Required action:
The listing below holds a line with "name and attributes." and a line with "let key = cur.take_while(|b|". Reproduce those two lines exactly, plus everything between them.
*** Block opens ***
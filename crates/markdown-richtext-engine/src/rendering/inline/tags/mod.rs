//! Recognition of the closed set of HTML tags interpreted as pseudo-markup.
//!
//! A raw HTML inline is recognized only when its whole text is a single
//! well-formed tag from the vocabulary below; anything else is rendered
//! literally by the caller.
//!
//! | Tag | Meaning |
//! |-----|---------|
//! | `u`, `ins` | underline scope |
//! | `b`, `strong`, `i`, `em`, `span`, `font` | color/font scope |
//! | `a href` | link scope |
//! | `center`, `div align=center`, `p align=center` | centered scope |
//! | `h1`..`h6` | inline heading scope |
//! | `p`, `/p` | paragraph boundary |
//! | `br`, `hr`, `img`, `li`, `ul`, `ol` | void tags |

pub mod cursor;
pub mod style_attr;

pub use style_attr::{FontSize, StyleOverride};

use cursor::Cursor;

use super::scope::ScopeKind;

/// A tag that opens a scope.
#[derive(Debug, Clone, PartialEq)]
pub enum OpenTag {
    Underline,
    Bold,
    Italic,
    Styled(StyleOverride),
    Anchor { href: String },
    Center { opened_by: &'static str },
    Heading { level: u8, style: StyleOverride },
}

/// An `<img>` tag.
#[derive(Debug, Clone, PartialEq)]
pub struct ImageTag {
    pub src: String,
    pub alt: String,
    pub width: Option<f32>,
    pub height: Option<f32>,
}

#[derive(Debug, Clone, PartialEq)]
pub enum PseudoTag {
    Open(OpenTag),
    Close(ScopeKind),
    /// `<p>` or `</p>`
    ParagraphBoundary { closing: bool },
    LineBreak,
    Rule,
    ListItemStart,
    /// `</li>`, `<ul>`, `</ul>`, `<ol>`, `</ol>`
    ListBoundary,
    Image(ImageTag),
}

/// A tag split into name and attributes.
#[derive(Debug, Clone, PartialEq)]
pub(crate) struct RawTag {
    /// Lowercased tag name
    pub name: String,
    pub closing: bool,
    /// Lowercased attribute names with entity-decoded values
    pub attrs: Vec<(String, String)>,
}

impl RawTag {
    pub fn attr(&self, name: &str) -> Option<&str> {
        self.attrs
            .iter()
            .find(|(key, _)| key == name)
            .map(|(_, value)| value.as_str())
    }

    fn centered(&self) -> bool {
        self.attr("align")
            .is_some_and(|a| a.eq_ignore_ascii_case("center"))
    }
}

/// Scans `source` as exactly one tag. Returns `None` when it is anything
/// else: text, a comment, several tags, or a malformed tag.
pub(crate) fn scan_tag(source: &str) -> Option<RawTag> {
    let mut cur = Cursor::new(source.trim());
    if cur.bump()? != b'<' {
        return None;
    }
    let closing = cur.eat(b'/');
    let name = cur.take_while(|b| b.is_ascii_alphanumeric());
    if name.is_empty() {
        return None;
    }

    let mut attrs = Vec::new();
    loop {
        cur.skip_whitespace();
        match cur.peek()? {
            b'>' => {
                cur.bump();
                break;
            }
            b'/' => {
                cur.bump();
                cur.skip_whitespace();
                if !cur.eat(b'>') {
                    return None;
                }
                break;
            }
            _ => {
                let key = cur.take_while(|b| {
                    !b.is_ascii_whitespace() && !matches!(b, b'=' | b'>' | b'/' | b'"' | b'\'')
                });
                if key.is_empty() {
                    return None;
                }
                cur.skip_whitespace();
                let value = if cur.eat(b'=') {
                    cur.skip_whitespace();
                    attribute_value(&mut cur)?
                } else {
                    ""
                };
                attrs.push((
                    key.to_ascii_lowercase(),
                    html_escape::decode_html_entities(value).into_owned(),
                ));
            }
        }
    }

    if !cur.eof() {
        return None;
    }
    Some(RawTag {
        name: name.to_ascii_lowercase(),
        closing,
        attrs,
    })
}

fn attribute_value<'a>(cur: &mut Cursor<'a>) -> Option<&'a str> {
    match cur.peek()? {
        quote @ (b'"' | b'\'') => {
            cur.bump();
            let value = cur.take_while(|b| b != quote);
            cur.eat(quote).then_some(value)
        }
        _ => Some(cur.take_while(|b| !b.is_ascii_whitespace() && b != b'>')),
    }
}

fn heading_level(name: &str) -> Option<u8> {
    let level = name.strip_prefix('h')?.parse::<u8>().ok()?;
    (1..=6).contains(&level).then_some(level)
}

/// Recognizes a raw inline HTML node as a pseudo-tag.
pub fn recognize(source: &str) -> Option<PseudoTag> {
    let tag = scan_tag(source)?;
    let name = tag.name.as_str();

    if tag.closing {
        return match name {
            "u" | "ins" => Some(PseudoTag::Close(ScopeKind::Underline)),
            "b" | "strong" | "i" | "em" | "span" | "font" => {
                Some(PseudoTag::Close(ScopeKind::ColorFont))
            }
            "a" => Some(PseudoTag::Close(ScopeKind::Link)),
            "center" | "div" => Some(PseudoTag::Close(ScopeKind::CenterParagraph)),
            "p" => Some(PseudoTag::ParagraphBoundary { closing: true }),
            "li" | "ul" | "ol" => Some(PseudoTag::ListBoundary),
            _ => heading_level(name).map(|_| PseudoTag::Close(ScopeKind::InlineHeading)),
        };
    }

    let open = |t| Some(PseudoTag::Open(t));
    match name {
        "u" | "ins" => open(OpenTag::Underline),
        "b" | "strong" => open(OpenTag::Bold),
        "i" | "em" => open(OpenTag::Italic),
        "span" => open(OpenTag::Styled(StyleOverride::from_style_attr(
            tag.attr("style").unwrap_or_default(),
        ))),
        "font" => open(OpenTag::Styled(StyleOverride::from_font_attrs(
            tag.attr("color"),
            tag.attr("size"),
            tag.attr("face"),
        ))),
        "a" => tag.attr("href").and_then(|href| {
            open(OpenTag::Anchor {
                href: href.to_string(),
            })
        }),
        "center" => open(OpenTag::Center {
            opened_by: "center",
        }),
        "div" if tag.centered() => open(OpenTag::Center { opened_by: "div" }),
        "p" if tag.centered() => open(OpenTag::Center { opened_by: "p" }),
        "p" => Some(PseudoTag::ParagraphBoundary { closing: false }),
        "br" => Some(PseudoTag::LineBreak),
        "hr" => Some(PseudoTag::Rule),
        "li" => Some(PseudoTag::ListItemStart),
        "ul" | "ol" => Some(PseudoTag::ListBoundary),
        "img" => {
            let src = tag.attr("src")?.to_string();
            let (query_width, query_height) = query_dimensions(&src);
            Some(PseudoTag::Image(ImageTag {
                alt: tag.attr("alt").unwrap_or_default().to_string(),
                width: tag.attr("width").and_then(parse_dimension).or(query_width),
                height: tag.attr("height").and_then(parse_dimension).or(query_height),
                src,
            }))
        }
        _ => heading_level(name).map(|level| {
            PseudoTag::Open(OpenTag::Heading {
                level,
                style: StyleOverride::from_style_attr(tag.attr("style").unwrap_or_default()),
            })
        }),
    }
}

fn parse_dimension(value: &str) -> Option<f32> {
    let value = value.trim();
    let number = value.strip_suffix("px").unwrap_or(value).trim();
    number.parse::<f32>().ok().filter(|n| *n > 0.0)
}

/// Reads `width` and `height` query parameters from an image source.
pub(crate) fn query_dimensions(src: &str) -> (Option<f32>, Option<f32>) {
    let Some((_, query)) = src.split_once('?') else {
        return (None, None);
    };
    let query = query.split('#').next().unwrap_or_default();
    let mut width = None;
    let mut height = None;
    for (key, value) in url::form_urlencoded::parse(query.as_bytes()) {
        match key.as_ref() {
            "width" | "w" => width = parse_dimension(&value),
            "height" | "h" => height = parse_dimension(&value),
            _ => {}
        }
    }
    (width, height)
}

#[cfg(test)]
mod tests {
    use super::*;
    use crate::models::Color;
    use pretty_assertions::assert_eq;
    use rstest::rstest;

    #[rstest]
    #[case("<u>", PseudoTag::Open(OpenTag::Underline))]
    #[case("<INS>", PseudoTag::Open(OpenTag::Underline))]
    #[case("<strong>", PseudoTag::Open(OpenTag::Bold))]
    #[case("<em>", PseudoTag::Open(OpenTag::Italic))]
    #[case("</u>", PseudoTag::Close(ScopeKind::Underline))]
    #[case("</span>", PseudoTag::Close(ScopeKind::ColorFont))]
    #[case("</b>", PseudoTag::Close(ScopeKind::ColorFont))]
    #[case("</a>", PseudoTag::Close(ScopeKind::Link))]
    #[case("</div>", PseudoTag::Close(ScopeKind::CenterParagraph))]
    #[case("</h3>", PseudoTag::Close(ScopeKind::InlineHeading))]
    #[case("<br>", PseudoTag::LineBreak)]
    #[case("<br/>", PseudoTag::LineBreak)]
    #[case("<br />", PseudoTag::LineBreak)]
    #[case("<hr>", PseudoTag::Rule)]
    #[case("<p>", PseudoTag::ParagraphBoundary { closing: false })]
    #[case("</p>", PseudoTag::ParagraphBoundary { closing: true })]
    #[case("<li>", PseudoTag::ListItemStart)]
    #[case("</ul>", PseudoTag::ListBoundary)]
    #[case("<center>", PseudoTag::Open(OpenTag::Center { opened_by: "center" }))]
    #[case("<div align=\"center\">", PseudoTag::Open(OpenTag::Center { opened_by: "div" }))]
    #[case("<p align=CENTER>", PseudoTag::Open(OpenTag::Center { opened_by: "p" }))]
    fn recognizes_vocabulary(#[case] source: &str, #[case] expected: PseudoTag) {
        assert_eq!(recognize(source), Some(expected));
    }

    #[rstest]
    #[case("<table>")]
    #[case("<div>")]
    #[case("<a name=\"x\">")]
    #[case("<img alt=\"no source\">")]
    #[case("<h7>")]
    #[case("<!-- comment -->")]
    #[case("<b>bold</b>")]
    #[case("<span style=\"color:red\"")]
    #[case("plain text")]
    #[case("<>")]
    fn rejects_everything_else(#[case] source: &str) {
        assert_eq!(recognize(source), None);
    }

    #[test]
    fn anchors_decode_entities() {
        assert_eq!(
            recognize("<a href='/search?q=a&amp;b=c'>"),
            Some(PseudoTag::Open(OpenTag::Anchor {
                href: "/search?q=a&b=c".into()
            }))
        );
    }

    #[test]
    fn span_carries_style_overrides() {
        let Some(PseudoTag::Open(OpenTag::Styled(style))) =
            recognize(r#"<span style="color: blue; font-weight: bold">"#)
        else {
            panic!("span not recognized");
        };
        assert_eq!(style.color, Some(Color::rgb(0, 0, 255)));
        assert_eq!(style.bold, Some(true));
    }

    #[test]
    fn font_tag_reads_legacy_attributes() {
        let Some(PseudoTag::Open(OpenTag::Styled(style))) =
            recognize(r#"<font color="green" size="+1" face="Georgia">"#)
        else {
            panic!("font not recognized");
        };
        assert_eq!(style.color, Some(Color::rgb(0, 128, 0)));
        assert_eq!(style.size, Some(FontSize::Scale(18.0 / 16.0)));
        assert_eq!(style.family.as_deref(), Some("Georgia"));
    }

    #[test]
    fn heading_tag_reads_color() {
        assert_eq!(
            recognize(r#"<h2 style="color:#ff0000">"#),
            Some(PseudoTag::Open(OpenTag::Heading {
                level: 2,
                style: StyleOverride {
                    color: Some(Color::rgb(255, 0, 0)),
                    ..StyleOverride::default()
                }
            }))
        );
    }

    #[test]
    fn image_dimensions_prefer_attributes_over_query() {
        assert_eq!(
            recognize(r#"<img src="pic.png?width=40&height=30" alt="A pic" width="100px">"#),
            Some(PseudoTag::Image(ImageTag {
                src: "pic.png?width=40&height=30".into(),
                alt: "A pic".into(),
                width: Some(100.0),
                height: Some(30.0),
            }))
        );
    }

    #[test]
    fn query_dimensions_ignore_fragment_and_unknown_keys() {
        assert_eq!(query_dimensions("a.png?w=12&x=1#top"), (Some(12.0), None));
        assert_eq!(query_dimensions("a.png"), (None, None));
    }

    #[test]
    fn scan_collects_attributes() {
        let tag = scan_tag(r#"<IMG SRC=a.png data-x='1' hidden>"#).expect("tag");
        assert_eq!(tag.name, "img");
        assert!(!tag.closing);
        assert_eq!(
            tag.attrs,
            vec![
                ("src".to_string(), "a.png".to_string()),
                ("data-x".to_string(), "1".to_string()),
                ("hidden".to_string(), String::new()),
            ]
        );
    }
}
*** Block closes ***
Answer box:
/// A tag split into name and attributes.
#[derive(Debug, Clone, PartialEq)]
pub(crate) struct RawTag {
    /// Lowercased tag name
    pub name: String,
    pub closing: bool,
    /// Lowercased attribute names with entity-decoded values
    pub attrs: Vec<(String, String)>,
}

impl RawTag {
    pub fn attr(&self, name: &str) -> Option<&str> {
        self.attrs
            .iter()
            .find(|(key, _)| key == name)
            .map(|(_, value)| value.as_str())
    }

    fn centered(&self) -> bool {
        self.attr("align")
            .is_some_and(|a| a.eq_ignore_ascii_case("center"))
    }
}

/// Scans `source` as exactly one tag. Returns `None` when it is anything
/// else: text, a comment, several tags, or a malformed tag.
pub(crate) fn scan_tag(source: &str) -> Option<RawTag> {
    let mut cur = Cursor::new(source.trim());
    if cur.bump()? != b'<' {
        return None;
    }
    let closing = cur.eat(b'/');
    let name = cur.take_while(|b| b.is_ascii_alphanumeric());
    if name.is_empty() {
        return None;
    }

    let mut attrs = Vec::new();
    loop {
        cur.skip_whitespace();
        match cur.peek()? {
            b'>' => {
                cur.bump();
                break;
            }
            b'/' => {
                cur.bump();
                cur.skip_whitespace();
                if !cur.eat(b'>') {
                    return None;
                }
                break;
            }
            _ => {
                let key = cur.take_while(|b| {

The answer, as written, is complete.